The Art of Memory

* The Art of Memory, was said to have been invented by a poet named Simonides (according to Cicero). In a bit of ancient forensics, Simonides had been able to identify the remains of guests at a banquet by their seating places around a table, after a roof had fallen in upon them and obliterated them beyond recognition. In the Classical use of the art, abstract images of a somewhat bizarre (and therefore memorable) nature were conceived that would be linked to parts of a speech and then to a well-known architectural feature of the hall in which the speech was to take place. By scanning the variety of statuary, friezes, articulated columns, or whatever, within the hall, the rhetorician skilled in the art could remember all the aspects of his speech. The hall would provide the order and a frame of reference which could be used over and over again for a complex constellation of constantly changing ideas.

The Classical art of memory evolved in the Middle Ages into an Aristotelian form, in which the construction of a memory image could heighten human perception and therefore aid in the acceptance of a moral lesson which was being communicated. The Middle Ages had somewhat limited possibilities to support a refinement of ideas and observations which sustained the culture. However, with the discovery of the New World and the rediscovery of the Classical World, a sense of wonder was brought back into European thought. Exposure to new cultures and possibilities that existed outside the realm of understanding for Europeans, opened them up to the idea of exploring (as well as subjugating) the world outside of their known universe.

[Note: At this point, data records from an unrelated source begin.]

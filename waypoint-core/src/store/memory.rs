//! In-process state store and registry for development mode and tests.

use std::collections::{BTreeSet, HashMap};

use async_trait::async_trait;
use parking_lot::RwLock;

use super::{ActiveSimulationRegistry, SimulationStateStore, StoreError};
use crate::model::{ShipmentId, SimulatedVehicle};

/// State store backed by a locked hash map.
#[derive(Debug, Default)]
pub struct InMemoryStateStore {
    states: RwLock<HashMap<ShipmentId, SimulatedVehicle>>,
}

impl InMemoryStateStore {
    pub fn new() -> Self {
        Self::default()
    }

    /// Number of stored simulations.
    pub fn len(&self) -> usize {
        self.states.read().len()
    }

    pub fn is_empty(&self) -> bool {
        self.states.read().is_empty()
    }

    /// Copy of every stored simulation, ordered by shipment ID.
    pub fn snapshot(&self) -> Vec<SimulatedVehicle> {
        let mut vehicles: Vec<_> = self.states.read().values().cloned().collect();
        vehicles.sort_by(|a, b| a.shipment_id.cmp(&b.shipment_id));
        vehicles
    }
}

#[async_trait]
impl SimulationStateStore for InMemoryStateStore {
    async fn get(&self, shipment_id: &ShipmentId) -> Result<Option<SimulatedVehicle>, StoreError> {
        Ok(self.states.read().get(shipment_id).cloned())
    }

    async fn set(&self, vehicle: &SimulatedVehicle) -> Result<(), StoreError> {
        self.states
            .write()
            .insert(vehicle.shipment_id.clone(), vehicle.clone());
        Ok(())
    }

    async fn compare_and_set(
        &self,
        vehicle: &SimulatedVehicle,
        expected_version: u64,
    ) -> Result<bool, StoreError> {
        let mut states = self.states.write();
        let current_version = states.get(&vehicle.shipment_id).map(|v| v.version);

        let matches = match current_version {
            Some(version) => version == expected_version,
            None => expected_version == 0,
        };
        if matches {
            states.insert(vehicle.shipment_id.clone(), vehicle.clone());
        }
        Ok(matches)
    }

    async fn delete(&self, shipment_id: &ShipmentId) -> Result<(), StoreError> {
        self.states.write().remove(shipment_id);
        Ok(())
    }
}

/// Active set backed by a locked ordered set.
#[derive(Debug, Default)]
pub struct InMemoryRegistry {
    active: RwLock<BTreeSet<ShipmentId>>,
}

impl InMemoryRegistry {
    pub fn new() -> Self {
        Self::default()
    }

    pub fn contains(&self, shipment_id: &ShipmentId) -> bool {
        self.active.read().contains(shipment_id)
    }

    pub fn len(&self) -> usize {
        self.active.read().len()
    }

    pub fn is_empty(&self) -> bool {
        self.active.read().is_empty()
    }
}

#[async_trait]
impl ActiveSimulationRegistry for InMemoryRegistry {
    async fn list(&self) -> Result<Vec<ShipmentId>, StoreError> {
        Ok(self.active.read().iter().cloned().collect())
    }

    async fn add(&self, shipment_id: &ShipmentId) -> Result<(), StoreError> {
        self.active.write().insert(shipment_id.clone());
        Ok(())
    }

    async fn remove(&self, shipment_id: &ShipmentId) -> Result<(), StoreError> {
        self.active.write().remove(shipment_id);
        Ok(())
    }
}

#[cfg(test)]
mod tests {
    use std::sync::Arc;

    use super::*;
    use crate::geo::GeoPoint;
    use crate::model::SimulationStatus;

    fn vehicle(id: &str, version: u64) -> SimulatedVehicle {
        let point = GeoPoint::new(0.0, 0.0);
        SimulatedVehicle {
            shipment_id: ShipmentId::parse(id).unwrap(),
            status: SimulationStatus::EnRoute,
            route: None,
            route_distance: 100.0,
            traveled_distance: 0.0,
            current_position: point,
            bearing: 0.0,
            destination_coordinates: point,
            last_update_time: 0,
            version,
        }
    }

    #[tokio::test]
    async fn test_compare_and_set_checks_version() {
        let store = InMemoryStateStore::new();
        store.set(&vehicle("A", 3)).await.unwrap();

        assert!(!store.compare_and_set(&vehicle("A", 4), 2).await.unwrap());
        assert_eq!(store.get(&vehicle("A", 0).shipment_id).await.unwrap().unwrap().version, 3);

        assert!(store.compare_and_set(&vehicle("A", 4), 3).await.unwrap());
        assert_eq!(store.get(&vehicle("A", 0).shipment_id).await.unwrap().unwrap().version, 4);
    }

    #[tokio::test]
    async fn test_compare_and_set_on_missing_entry() {
        let store = InMemoryStateStore::new();

        assert!(!store.compare_and_set(&vehicle("gone", 5), 4).await.unwrap());
        assert!(store.is_empty());

        assert!(store.compare_and_set(&vehicle("fresh", 1), 0).await.unwrap());
        assert_eq!(store.len(), 1);
    }

    #[tokio::test]
    async fn test_registry_concurrent_membership() {
        let registry = Arc::new(InMemoryRegistry::new());

        let mut handles = Vec::new();
        for i in 0..50 {
            let registry = Arc::clone(&registry);
            handles.push(tokio::spawn(async move {
                let id = ShipmentId::parse(&format!("S-{i}")).unwrap();
                registry.add(&id).await.unwrap();
                if i % 2 == 0 {
                    registry.remove(&id).await.unwrap();
                }
            }));
        }
        for handle in handles {
            handle.await.unwrap();
        }

        assert_eq!(registry.len(), 25);
        assert!(registry.contains(&ShipmentId::parse("S-1").unwrap()));
        assert!(!registry.contains(&ShipmentId::parse("S-0").unwrap()));
    }
}
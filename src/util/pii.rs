//! PII-safe wrapper for sensitive values.
//!
//! SDP lines carry addresses, ICE passwords and encryption keys. When the
//! `pii` feature is enabled, any value wrapped in `Pii` is displayed as
//! `{REDACTED}`. Otherwise the inner value is shown as normal.
//!
//! This wrapper should be used for debug, info, warn and error logs. It is
//! not intended for trace-level logs.

use core::fmt;
use core::ops::Deref;

#[derive(Clone, Copy, PartialEq, Eq, PartialOrd, Ord, Hash)]
pub struct Pii<T>(pub T);

impl<T: fmt::Display> fmt::Display for Pii<T> {
    fn fmt(&self, f: &mut fmt::Formatter<'_>) -> fmt::Result {
        #[cfg(feature = "pii")]
        {
            write!(f, "{{REDACTED}}")
        }
        #[cfg(not(feature = "pii"))]
        {
            write!(f, "{}", self.0)
        }
    }
}

impl<T: fmt::Debug> fmt::Debug for Pii<T> {
    fn fmt(&self, f: &mut fmt::Formatter<'_>) -> fmt::Result {
        #[cfg(feature = "pii")]
        {
            write!(f, "{{REDACTED}}")
        }
        #[cfg(not(feature = "pii"))]
        {
            write!(f, "{:?}", self.0)
        }
    }
}

impl<T> Deref for Pii<T> {
    type Target = T;

    fn deref(&self) -> &Self::Target {
        &self.0
    }
}
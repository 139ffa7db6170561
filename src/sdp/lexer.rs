use std::collections::VecDeque;

use combine::parser::char::digit;
use combine::{many1, satisfy};
use combine::{ParseError, Parser, Stream};

use super::data::is_rtp_proto;
use super::token::{AttributeKind, FieldKind, Token, TokenKind};
use crate::util::Pii;

/// Symbols accepted in a word besides alphanumerics, unless the call site narrows it.
const WORD: &str = "-_/:.=";

/// Connection addresses. No `/`, that starts the TTL.
const ADDR: &str = "-_:.";

/// Scan the whole input into tokens, without the EOF that a reader synthesizes.
pub fn lex(input: &str) -> Vec<Token> {
    Lexer::new(input).collect()
}

/// Contextual SDP scanner.
///
/// Works one line at a time. Every line is `<field>=<payload>` and the payload is
/// scanned with a sub-grammar picked by the field letter, and for `a=` lines, by
/// the attribute name.
///
/// A line that fails to scan yields the tokens scanned so far followed by one
/// [`TokenKind::Error`]. The rest of that line, including its line break, is
/// skipped and scanning resumes on the next line.
pub struct Lexer<'a> {
    input: &'a str,
    pos: usize,
    line: usize,
    pending: VecDeque<Token>,
}

impl<'a> Lexer<'a> {
    /// A lexer at the start of `input`, on line 1.
    pub fn new(input: &'a str) -> Self {
        Lexer {
            input,
            pos: 0,
            line: 1,
            pending: VecDeque::new(),
        }
    }

    fn scan_line(&mut self) {
        let rest = &self.input[self.pos..];

        if rest.starts_with(is_line_break) {
            let start = self.pos;
            let breaks = self.skip_line_breaks();
            let text = &self.input[start..self.pos];
            self.pending
                .push_back(Token::new(TokenKind::Eol, start, text, self.line));
            self.line += breaks;
            return;
        }

        let end = rest
            .find(is_line_break)
            .map(|i| self.pos + i)
            .unwrap_or(self.input.len());

        let text = &self.input[self.pos..end];
        let mut scanner = LineScanner::new(text, self.pos, self.line);

        let result = scan_fields(&mut scanner);
        let error_at = self.pos + scanner.pos;
        self.pending.extend(scanner.tokens);
        self.pos = end;

        if let Err(expected) = result {
            let diagnostic = format!("line {}: expected {}: {:?}", self.line, expected, text);
            warn!(line = self.line, "SDP line dropped: {}", Pii(&diagnostic));
            self.pending.push_back(Token::new(
                TokenKind::Error,
                error_at,
                diagnostic,
                self.line,
            ));

            // The line break belongs to the dropped line, no EOL for it.
            self.line += self.skip_line_breaks();
        }
    }

    /// Consume a run of CR/LF. Returns how many lines the run ends.
    fn skip_line_breaks(&mut self) -> usize {
        let rest = &self.input[self.pos..];
        let run = rest
            .find(|c| !is_line_break(c))
            .unwrap_or(rest.len());
        let newlines = rest[..run].matches('\n').count();
        self.pos += run;

        if run == 0 {
            0
        } else {
            // A lone \r still ends a line.
            newlines.max(1)
        }
    }
}

impl<'a> Iterator for Lexer<'a> {
    type Item = Token;

    fn next(&mut self) -> Option<Token> {
        loop {
            if let Some(t) = self.pending.pop_front() {
                return Some(t);
            }
            if self.pos >= self.input.len() {
                return None;
            }
            self.scan_line();
        }
    }
}

fn is_line_break(c: char) -> bool {
    c == '\r' || c == '\n'
}

type Scan<T = ()> = Result<T, String>;

/// Scans a single line, without its line break.
struct LineScanner<'a> {
    text: &'a str,
    offset: usize,
    line: usize,
    pos: usize,
    tokens: Vec<Token>,
}

impl<'a> LineScanner<'a> {
    fn new(text: &'a str, offset: usize, line: usize) -> Self {
        LineScanner {
            text,
            offset,
            line,
            pos: 0,
            tokens: vec![],
        }
    }

    fn rest(&self) -> &'a str {
        &self.text[self.pos..]
    }

    fn peek(&self) -> Option<char> {
        self.rest().chars().next()
    }

    fn at_end(&self) -> bool {
        self.pos >= self.text.len()
    }

    fn emit(&mut self, kind: TokenKind, start: usize, text: &str) {
        self.tokens
            .push(Token::new(kind, self.offset + start, text, self.line));
    }

    fn spaces(&mut self) {
        let rest = self.rest();
        let trimmed = rest.trim_start_matches(|c| c == ' ' || c == '\t');
        self.pos += rest.len() - trimmed.len();
    }

    /// Run `parser` at the cursor and emit what it matched as one token.
    fn take<P>(&mut self, kind: TokenKind, mut parser: P, what: &str) -> Scan<&'a str>
    where
        P: Parser<&'a str, Output = String>,
    {
        let rest = self.rest();
        match parser.parse(rest) {
            Ok((_, remaining)) => {
                let start = self.pos;
                self.pos = self.text.len() - remaining.len();
                let matched = &self.text[start..self.pos];
                self.emit(kind, start, matched);
                Ok(matched)
            }
            Err(_) => Err(what.to_string()),
        }
    }

    fn int(&mut self, what: &str) -> Scan<&'a str> {
        self.spaces();
        self.take(TokenKind::AttrInt, digits(), what)
    }

    fn word(&mut self, extra: &'static str, what: &str) -> Scan<&'a str> {
        self.spaces();
        self.take(TokenKind::AttrWord, word_of(extra), what)
    }

    fn word_until(&mut self, stop: &'static str, what: &str) -> Scan<&'a str> {
        self.spaces();
        self.take(TokenKind::AttrWord, none_of(stop), what)
    }

    /// Free text to the end of the line. Leading spaces are part of the text.
    fn text(&mut self, what: &str) -> Scan<&'a str> {
        self.take(TokenKind::AttrString, any_value(), what)
    }

    fn opt_sep(&mut self, c: char) -> bool {
        if self.peek() == Some(c) {
            let start = self.pos;
            self.pos += c.len_utf8();
            let text = &self.text[start..self.pos];
            self.emit(TokenKind::Separator, start, text);
            true
        } else {
            false
        }
    }

    fn sep(&mut self, c: char) -> Scan {
        if self.opt_sep(c) {
            Ok(())
        } else {
            Err(format!("'{c}'"))
        }
    }

    fn finish(&mut self) -> Scan {
        self.spaces();
        if self.at_end() {
            Ok(())
        } else {
            Err("end of line".into())
        }
    }
}

/// `<field>=` followed by the field's sub-grammar.
fn scan_fields(s: &mut LineScanner<'_>) -> Scan {
    let letter = s.peek().unwrap_or(' ');
    let field =
        FieldKind::try_from(letter).map_err(|c| format!("field letter, found {c:?}"))?;

    let after = letter.len_utf8();
    if !s.text[after..].starts_with('=') {
        return Err(format!("'=' after {letter}"));
    }
    s.emit(TokenKind::Field, 0, &s.text[..after]);
    s.pos = after + 1;

    use FieldKind::*;
    match field {
        // v=0
        Version => s.int("version").map(|_| ()),
        Origin => origin(s),
        SessionName | Information | Uri | Email | Phone | Repeat | TimeZone => {
            s.text("text").map(|_| ())
        }
        Connection => connection(s),
        // b=AS:256
        Bandwidth => {
            s.word("-", "bandwidth type")?;
            s.sep(':')?;
            s.int("bandwidth").map(|_| ())
        }
        // t=0 0
        Timing => {
            s.int("start time")?;
            s.int("stop time").map(|_| ())
        }
        // k=prompt
        // k=base64:<encoded encryption key>
        EncryptionKey => {
            s.word("", "encryption method")?;
            if s.opt_sep(':') {
                s.text("encryption key")?;
            }
            Ok(())
        }
        Attribute => attribute(s),
        Media => media(s),
    }?;

    s.finish()
}

/// `o=<username> <sess-id> <sess-version> <nettype> <addrtype> <unicast-address>`
fn origin(s: &mut LineScanner<'_>) -> Scan {
    s.word(WORD, "username")?;
    s.int("session id")?;
    s.int("session version")?;
    s.word(WORD, "network type")?;
    s.word(WORD, "address type")?;
    s.word(WORD, "unicast address")?;
    Ok(())
}

/// `c=<nettype> <addrtype> <connection-address>`
fn connection(s: &mut LineScanner<'_>) -> Scan {
    s.word(WORD, "network type")?;
    s.word(WORD, "address type")?;
    connection_address(s)
}

/// `<address>[/<ttl>][/<number of addresses>]`
fn connection_address(s: &mut LineScanner<'_>) -> Scan {
    s.word(ADDR, "connection address")?;
    if s.opt_sep('/') {
        s.int("ttl or address count")?;
        if s.opt_sep('/') {
            s.int("address count")?;
        }
    }
    Ok(())
}

/// `m=<media> <port>[/<number of ports>] <proto> <fmt> ...`
fn media(s: &mut LineScanner<'_>) -> Scan {
    s.word(WORD, "media type")?;
    s.int("port")?;
    if s.opt_sep('/') {
        s.int("number of ports")?;
    }
    let proto = s.word(WORD, "protocol")?;

    if is_rtp_proto(proto) {
        // m=video 9 UDP/TLS/RTP/SAVPF 96 97 125 107
        loop {
            s.spaces();
            if s.at_end() {
                break;
            }
            s.int("payload type")?;
        }
    } else {
        // m=application 9 UDP/DTLS/SCTP webrtc-datachannel
        s.spaces();
        s.text("media format")?;
    }

    Ok(())
}

/// `a=<attribute>` or `a=<attribute>:<value>`
fn attribute(s: &mut LineScanner<'_>) -> Scan {
    let name = s.word("-", "attribute name")?;

    if !s.opt_sep(':') {
        // a=sendrecv
        return Ok(());
    }

    use AttributeKind::*;
    match AttributeKind::from_name(name) {
        // a=ice-ufrag:IdNYTNL1fjvjyEzL
        // a=ice-pwd:4d64pT3T1xfwbZvi9fQKjoPb
        IceUfrag | IcePwd => s.text("ice credential").map(|_| ()),
        // a=fingerprint:sha-256 45:AD:5C:82:F8:BE:B5:2A:D1:74:A6:16:D0:50:CD:86:9C:97:9D:BD
        Fingerprint => {
            s.word("-", "hash function")?;
            s.spaces();
            s.text("fingerprint").map(|_| ())
        }
        // a=rtpmap:111 opus/48000/2
        RtpMap => {
            s.int("payload type")?;
            s.word_until(" /", "encoding name")?;
            s.sep('/')?;
            s.int("clock rate")?;
            if s.opt_sep('/') {
                s.text("encoding parameters")?;
            }
            Ok(())
        }
        Fmtp => fmtp(s),
        // a=rtcp-fb:96 nack pli
        // a=rtcp-fb:* ccm fir
        RtcpFb => {
            s.spaces();
            if s.peek() == Some('*') {
                s.word_until(" ", "payload type")?;
            } else {
                s.int("payload type")?;
            }
            s.spaces();
            s.text("feedback type").map(|_| ())
        }
        Candidate => candidate(s),
        // a=ssrc:3948621874 cname:xeXs3aE9AOBn00yJ
        Ssrc => {
            s.int("ssrc id")?;
            s.word_until(" :", "ssrc attribute")?;
            if s.opt_sep(':') {
                s.text("ssrc attribute value")?;
            }
            Ok(())
        }
        // a=ssrc-group:FID 1111 2222
        SsrcGroup => {
            s.word("-", "group semantics")?;
            loop {
                s.spaces();
                if s.at_end() {
                    break;
                }
                s.int("ssrc id")?;
            }
            Ok(())
        }
        EndOfCandidates | Generic => s.text("attribute value").map(|_| ()),
    }
}

/// `a=fmtp:<format> <param>[=<value>][;<param>[=<value>]]*`
///
/// a=fmtp:111 minptime=10;useinbandfec=1
/// a=fmtp:111 minptime=10; useinbandfec=1
/// a=fmtp:101 0-15
fn fmtp(s: &mut LineScanner<'_>) -> Scan {
    s.int("payload type")?;

    loop {
        s.word_until(" ;=", "format parameter")?;
        if s.opt_sep('=') {
            s.word_until(" ;", "format parameter value")?;
        }
        s.spaces();
        s.opt_sep(';');
        s.spaces();
        if s.at_end() {
            break;
        }
    }

    Ok(())
}

/// RFC 5245 section 15.1
///
/// ```text
/// candidate-attribute   = "candidate" ":" foundation SP component-id SP
///                         transport SP
///                         priority SP
///                         connection-address SP     ;from RFC 4566
///                         port         ;port from RFC 4566
///                         SP cand-type
///                         [SP rel-addr]
///                         [SP rel-port]
///                         *(SP extension-att-name SP
///                              extension-att-value)
/// ```
fn candidate(s: &mut LineScanner<'_>) -> Scan {
    s.word_until(" ", "foundation")?;
    s.int("component id")?;
    s.word(WORD, "transport")?;
    s.int("priority")?;
    connection_address(s)?;
    s.int("port")?;
    s.word(WORD, "typ")?;
    s.word(WORD, "candidate type")?;

    // raddr 203.0.113.100 rport 10100 generation 0 network-id 1
    loop {
        s.spaces();
        if s.at_end() {
            break;
        }
        s.word_until(" ", "extension name")?;
        s.word_until(" ", "extension value")?;
    }

    Ok(())
}

/// One or more ASCII digits.
fn digits<Input>() -> impl Parser<Input, Output = String>
where
    Input: Stream<Token = char>,
    Input::Error: ParseError<Input::Token, Input::Range, Input::Position>,
{
    many1(digit())
}

/// Alphanumerics and the given symbols.
fn word_of<Input>(extra: &'static str) -> impl Parser<Input, Output = String>
where
    Input: Stream<Token = char>,
    Input::Error: ParseError<Input::Token, Input::Range, Input::Position>,
{
    many1(satisfy(move |c: char| c.is_alphanumeric() || extra.contains(c)))
}

/// Anything but the given characters, \r or \n.
fn none_of<Input>(stop: &'static str) -> impl Parser<Input, Output = String>
where
    Input: Stream<Token = char>,
    Input::Error: ParseError<Input::Token, Input::Range, Input::Position>,
{
    many1(satisfy(move |c: char| {
        !stop.contains(c) && !is_line_break(c)
    }))
}

/// Any value that isn't \r or \n.
fn any_value<Input>() -> impl Parser<Input, Output = String>
where
    Input: Stream<Token = char>,
    Input::Error: ParseError<Input::Token, Input::Range, Input::Position>,
{
    many1(satisfy(|c| !is_line_break(c)))
}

*The near simultaneous invention of movable type, and mass printing, produced another technological refinement in the collective knowledge of the then 'known world.' Likewise, the skills of the rhetorician reached their developmental zenith which would then subside as printed knowledge became more available. Curiously, the use of memory systems did not become immediately obsolete with the invention of printing, but instead became elaborated into yet another form as a complex, Neoplatonic magic which would have a far reaching, though somewhat obscured, influence.

Within the hermetic 'soup' of the Italian Renaissance of the sixteenth century, the mnemonic images used in memory systems were believed to be the gateway to a transcendental and ideal reality. The mnemonist rhetorician assumed a role similar to the oral tradition poets, by assuming a position of being the chief interpreter of the nature of reality and the keeper of divine wisdom. By constructing their art accurately, the natural order of reality could be 'recollected,' and the magus/rhetorician would then 'know' the eternal mind of God. Among the more important practitioners of this Neoplatonic form of the art of memory are Giulio Camillo and Giordano Bruno.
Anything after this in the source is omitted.